Outdoor Culture Brings all Austinites Together (as do Adorable Pups)

Try paddleboard yoga with friends / Shutterstock

New Yorkers definitely give their Fitbits a workout on a daily basis, but a lack of open greenspace prevents NYC from becoming a desirable destination for rugged outdoorsy people. In Austin, residents can immerse themselves in a culture that values athletic pursuits and nature exploration. Whether you prefer the rush of tubing the Guadalupe River (maybe with a beer in hand), hiking one of the many well-trodden paths of the Barton Creek Greenbelt or Mount Bonnell, or engaging in two-wheeled adventures on the Ann & Roy Butler Hike and Bike Trail, you’ll be in good company among the active population of this city.

If you prefer to get outdoors with a four-legged friend in tow, you’ll be glad to learn that Austin’s become one of the most dog-friendly cities in the nation. Dog ownership is on the rise, and nearly every park in Austin features dog runs, designated off-leash areas, and waste-bag stations.

Neighborhoods are Changing

Restaurant in East Austin / Shutterstock

Throughout the country, major metropolitan areas are constantly changing, occasionally bearing witness to growth and transformation. Austin is definitely no exception. With an influx of well-heeled residents and new businesses, the Texas capital is seeing huge amounts of growth occurring rather quickly. 

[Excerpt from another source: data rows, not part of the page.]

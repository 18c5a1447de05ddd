//! Durable ticket state.
//!
//! Every mutation is a single atomic operation keyed by ticket hash. Mutations
//! that answer a signed request also take that request's [`RequestStamp`]; the
//! store refuses the whole write unless the stamp is strictly newer than the
//! last one recorded for the same ticket and action, and records it in the
//! same transaction as the business state.

use std::collections::HashMap;

use thiserror::Error;

use crate::model::{
    alt_sign_addr::AltSignAddrData,
    hash::TxHash,
    request::{Action, RequestStamp},
    ticket::{FeeStatus, Ticket},
    vote_change::VoteChangeRecord,
};

mod memory;
mod mongo;

pub use self::memory::MemoryStore;
pub use self::mongo::MongoStore;

#[derive(Debug, Error)]
pub enum StoreError {
    #[error("ticket {0} already exists")]
    TicketExists(TxHash),
    #[error("ticket {0} not found")]
    TicketNotFound(TxHash),
    /// The ticket changed since it was read; a compare-and-set lost.
    #[error("ticket {hash} is no longer in fee status '{expected}'")]
    Conflict { hash: TxHash, expected: FeeStatus },
    #[error("alternate signing address history for ticket {0} is full")]
    HistoryFull(TxHash),
    #[error("timestamp {timestamp} for {action} on ticket {hash} is not newer than {last}")]
    StaleTimestamp {
        hash: TxHash,
        action: Action,
        timestamp: i64,
        last: i64,
    },
    #[error("store unavailable: {0}")]
    Unavailable(String),
    #[error("database error: {0}")]
    Db(#[from] mongodb::error::Error),
}

#[rocket::async_trait]
pub trait TicketStore: Send + Sync {
    async fn ticket(&self, hash: &TxHash) -> Result<Option<Ticket>, StoreError>;

    /// Insert a new ticket. Fails with [`StoreError::TicketExists`] if present.
    async fn insert_ticket(
        &self,
        ticket: &Ticket,
        stamp: Option<&RequestStamp>,
    ) -> Result<(), StoreError>;

    /// Replace a ticket, provided its stored fee status is still `expected`.
    async fn update_ticket(
        &self,
        ticket: &Ticket,
        expected: FeeStatus,
        stamp: Option<&RequestStamp>,
    ) -> Result<(), StoreError>;

    /// Replace a ticket's vote choices and append an audit record, pruning the
    /// oldest records beyond `max_records`.
    async fn set_vote_choices(
        &self,
        ticket: &Ticket,
        expected: FeeStatus,
        record: &VoteChangeRecord,
        max_records: usize,
        stamp: &RequestStamp,
    ) -> Result<(), StoreError>;

    /// Vote change records for a ticket, oldest first.
    async fn vote_changes(&self, hash: &TxHash) -> Result<Vec<VoteChangeRecord>, StoreError>;

    /// Alternate signing address records for a ticket, oldest first. The last
    /// one is current.
    async fn alt_sign_addr_history(
        &self,
        hash: &TxHash,
    ) -> Result<Vec<AltSignAddrData>, StoreError>;

    /// Append an alternate signing address record. Fails with
    /// [`StoreError::HistoryFull`] once `max_records` exist.
    async fn insert_alt_sign_addr(
        &self,
        data: &AltSignAddrData,
        max_records: usize,
        stamp: Option<&RequestStamp>,
    ) -> Result<(), StoreError>;

    /// The newest accepted timestamp for a ticket and action.
    async fn last_timestamp(&self, hash: &TxHash, action: Action)
        -> Result<Option<i64>, StoreError>;

    /// Record a stamp for a request that changes nothing else.
    async fn record_timestamp(&self, stamp: &RequestStamp) -> Result<(), StoreError>;

    async fn tickets_with_status(&self, statuses: &[FeeStatus])
        -> Result<Vec<Ticket>, StoreError>;

    async fn count_by_status(&self) -> Result<HashMap<FeeStatus, u64>, StoreError>;
}

/// Check `stamp` against the last recorded timestamp for its ticket and action.
pub(crate) fn check_stamp(stamp: &RequestStamp, last: Option<i64>) -> Result<(), StoreError> {
    match last {
        Some(last) if stamp.timestamp <= last => Err(StoreError::StaleTimestamp {
            hash: stamp.ticket_hash,
            action: stamp.action,
            timestamp: stamp.timestamp,
            last,
        }),
        _ => Ok(()),
    }
}

#[cfg(test)]
mod tests {
    use super::*;

    #[test]
    fn stamps_must_strictly_increase() {
        let stamp = RequestStamp {
            ticket_hash: TxHash::of(b"t"),
            action: Action::PayFee,
            timestamp: 10,
        };
        assert!(check_stamp(&stamp, None).is_ok());
        assert!(check_stamp(&stamp, Some(9)).is_ok());
        assert!(matches!(
            check_stamp(&stamp, Some(10)),
            Err(StoreError::StaleTimestamp { last: 10, .. })
        ));
        assert!(check_stamp(&stamp, Some(11)).is_err());
    }
}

Neighborhoods, like East Austin, now host hip new bars, trendy restaurants, and luxury housing developments. More capital investment in infrastructure and further housing projects provide a positive change for such neighborhoods, but residents can still remain respectful of an area's history by being involved in the community and patronizing local businesses.

It Will Always be the Lone Star Capital

Austin is the proud "Lone Star" capital of Texas / Shutterstock

Moving from a hyper-liberal city like NYC, I worried that settling in red-state Texas would be a jarring challenge to my personal politics and social priorities. Austin, however, lives up to its open-minded and bohemian reputation. Activism is alive and well here, with mass demonstrations like the Women’s March and the March For Our Lives drawing large crowds.

But while Austin certainly appeals to a cosmopolitan demographic similar to those in Brooklyn, Portland, and San Francisco, it also retains plenty of uniquely-Texan qualities. A love for barbecue and queso, a commitment to displaying the Lone Star flag wherever possible, and a love of bluegrass and two-stepping are just a few examples of Austin’s state-specific identity. The combination of big-city finesse with Texan culture makes Austin an attractive spot for new residents.